(Data records)
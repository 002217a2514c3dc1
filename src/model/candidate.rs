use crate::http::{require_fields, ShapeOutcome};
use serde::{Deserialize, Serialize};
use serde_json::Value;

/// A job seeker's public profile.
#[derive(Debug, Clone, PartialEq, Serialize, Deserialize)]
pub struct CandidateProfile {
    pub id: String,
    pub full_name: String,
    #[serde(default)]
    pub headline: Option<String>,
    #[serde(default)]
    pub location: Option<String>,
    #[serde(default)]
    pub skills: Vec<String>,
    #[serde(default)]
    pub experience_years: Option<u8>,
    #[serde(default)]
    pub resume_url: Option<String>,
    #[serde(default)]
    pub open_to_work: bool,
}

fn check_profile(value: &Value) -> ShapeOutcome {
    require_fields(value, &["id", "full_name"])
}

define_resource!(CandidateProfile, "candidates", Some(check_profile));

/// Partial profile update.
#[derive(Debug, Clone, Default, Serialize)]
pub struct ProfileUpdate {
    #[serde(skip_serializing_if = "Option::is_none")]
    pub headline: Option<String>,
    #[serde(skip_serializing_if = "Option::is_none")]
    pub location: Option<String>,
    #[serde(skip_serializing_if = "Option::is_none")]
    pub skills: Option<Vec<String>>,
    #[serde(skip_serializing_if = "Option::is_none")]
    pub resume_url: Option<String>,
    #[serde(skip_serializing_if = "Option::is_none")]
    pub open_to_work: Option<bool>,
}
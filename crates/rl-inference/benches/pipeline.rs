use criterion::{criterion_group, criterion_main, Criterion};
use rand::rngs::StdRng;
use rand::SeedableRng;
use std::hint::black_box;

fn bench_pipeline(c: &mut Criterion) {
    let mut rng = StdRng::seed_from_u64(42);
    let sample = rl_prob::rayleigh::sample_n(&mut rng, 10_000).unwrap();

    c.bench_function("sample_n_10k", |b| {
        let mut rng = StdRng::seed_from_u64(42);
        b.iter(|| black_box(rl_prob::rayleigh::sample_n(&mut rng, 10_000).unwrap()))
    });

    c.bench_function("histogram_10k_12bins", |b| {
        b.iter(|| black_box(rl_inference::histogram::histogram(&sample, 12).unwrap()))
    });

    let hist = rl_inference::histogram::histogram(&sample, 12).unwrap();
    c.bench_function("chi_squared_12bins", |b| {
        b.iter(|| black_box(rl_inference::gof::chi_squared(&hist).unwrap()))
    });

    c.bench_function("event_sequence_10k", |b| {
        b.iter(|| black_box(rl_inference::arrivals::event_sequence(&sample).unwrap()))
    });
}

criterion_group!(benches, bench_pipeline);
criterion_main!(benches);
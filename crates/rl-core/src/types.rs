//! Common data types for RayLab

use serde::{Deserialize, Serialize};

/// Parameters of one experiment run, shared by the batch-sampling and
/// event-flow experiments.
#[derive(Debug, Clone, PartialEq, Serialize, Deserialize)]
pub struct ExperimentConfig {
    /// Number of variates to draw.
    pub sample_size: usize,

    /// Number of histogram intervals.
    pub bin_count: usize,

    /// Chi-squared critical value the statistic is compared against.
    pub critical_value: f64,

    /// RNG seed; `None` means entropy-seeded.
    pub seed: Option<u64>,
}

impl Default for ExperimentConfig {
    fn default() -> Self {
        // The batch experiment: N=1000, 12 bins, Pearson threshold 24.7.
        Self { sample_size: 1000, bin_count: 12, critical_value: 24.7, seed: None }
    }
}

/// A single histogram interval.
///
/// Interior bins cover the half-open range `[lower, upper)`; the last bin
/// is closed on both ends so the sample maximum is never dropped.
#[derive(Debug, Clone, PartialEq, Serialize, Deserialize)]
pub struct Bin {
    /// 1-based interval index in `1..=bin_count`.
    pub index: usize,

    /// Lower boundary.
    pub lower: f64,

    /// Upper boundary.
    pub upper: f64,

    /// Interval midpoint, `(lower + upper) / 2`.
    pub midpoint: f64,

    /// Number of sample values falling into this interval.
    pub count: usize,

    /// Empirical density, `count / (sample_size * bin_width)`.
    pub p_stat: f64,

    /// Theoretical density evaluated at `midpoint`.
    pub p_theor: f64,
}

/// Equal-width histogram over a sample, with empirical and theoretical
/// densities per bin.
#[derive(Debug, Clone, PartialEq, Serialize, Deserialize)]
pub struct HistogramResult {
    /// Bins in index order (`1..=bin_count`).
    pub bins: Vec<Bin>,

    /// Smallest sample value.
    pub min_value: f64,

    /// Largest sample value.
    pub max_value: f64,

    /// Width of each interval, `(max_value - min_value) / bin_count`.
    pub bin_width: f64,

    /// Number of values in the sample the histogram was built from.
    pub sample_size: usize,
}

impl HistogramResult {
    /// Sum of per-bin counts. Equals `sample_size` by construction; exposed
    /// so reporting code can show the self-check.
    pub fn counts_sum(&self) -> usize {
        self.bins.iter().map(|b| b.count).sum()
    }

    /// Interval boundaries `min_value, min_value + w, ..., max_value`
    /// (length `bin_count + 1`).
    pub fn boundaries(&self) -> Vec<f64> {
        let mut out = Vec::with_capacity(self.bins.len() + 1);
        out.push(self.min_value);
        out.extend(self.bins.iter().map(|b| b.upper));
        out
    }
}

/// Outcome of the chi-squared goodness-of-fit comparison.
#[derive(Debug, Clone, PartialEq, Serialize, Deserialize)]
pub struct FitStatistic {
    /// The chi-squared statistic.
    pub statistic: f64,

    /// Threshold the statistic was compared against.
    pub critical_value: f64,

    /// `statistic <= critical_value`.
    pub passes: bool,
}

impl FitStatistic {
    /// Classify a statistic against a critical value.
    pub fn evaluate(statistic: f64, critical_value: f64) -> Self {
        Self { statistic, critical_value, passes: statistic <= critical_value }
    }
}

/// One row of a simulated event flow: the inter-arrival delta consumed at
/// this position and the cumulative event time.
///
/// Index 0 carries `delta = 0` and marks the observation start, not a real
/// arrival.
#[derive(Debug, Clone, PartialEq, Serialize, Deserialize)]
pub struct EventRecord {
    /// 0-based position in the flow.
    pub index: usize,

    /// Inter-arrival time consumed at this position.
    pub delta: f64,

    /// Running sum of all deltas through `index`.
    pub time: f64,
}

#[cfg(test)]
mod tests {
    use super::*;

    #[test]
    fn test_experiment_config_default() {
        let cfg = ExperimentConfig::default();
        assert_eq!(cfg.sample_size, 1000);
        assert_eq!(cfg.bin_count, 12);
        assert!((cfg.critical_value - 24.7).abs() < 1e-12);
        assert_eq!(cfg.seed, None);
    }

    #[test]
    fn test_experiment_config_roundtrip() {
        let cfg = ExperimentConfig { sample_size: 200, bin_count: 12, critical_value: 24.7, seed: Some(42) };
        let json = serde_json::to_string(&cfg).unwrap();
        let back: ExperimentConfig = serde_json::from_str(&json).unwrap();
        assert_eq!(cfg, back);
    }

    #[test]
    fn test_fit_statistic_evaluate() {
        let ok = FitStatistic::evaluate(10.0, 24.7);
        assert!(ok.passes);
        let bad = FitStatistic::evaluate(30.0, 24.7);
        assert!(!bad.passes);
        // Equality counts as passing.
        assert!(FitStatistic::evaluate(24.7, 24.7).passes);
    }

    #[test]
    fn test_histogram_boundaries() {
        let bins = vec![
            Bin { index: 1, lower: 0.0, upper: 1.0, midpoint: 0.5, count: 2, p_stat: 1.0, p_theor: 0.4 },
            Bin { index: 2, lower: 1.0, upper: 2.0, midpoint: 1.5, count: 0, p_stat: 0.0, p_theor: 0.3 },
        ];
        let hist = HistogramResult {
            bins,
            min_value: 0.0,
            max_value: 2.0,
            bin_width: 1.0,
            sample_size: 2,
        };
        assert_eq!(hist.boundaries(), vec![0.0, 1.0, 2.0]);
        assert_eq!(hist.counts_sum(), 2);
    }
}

--- WHAT YOU SHOULD DO ---
Each line in the data where the string "skills" occurs should be identified and copied.

--- SOLUTION ---
    pub skills: Vec<String>,
    pub skills: Option<Vec<String>>,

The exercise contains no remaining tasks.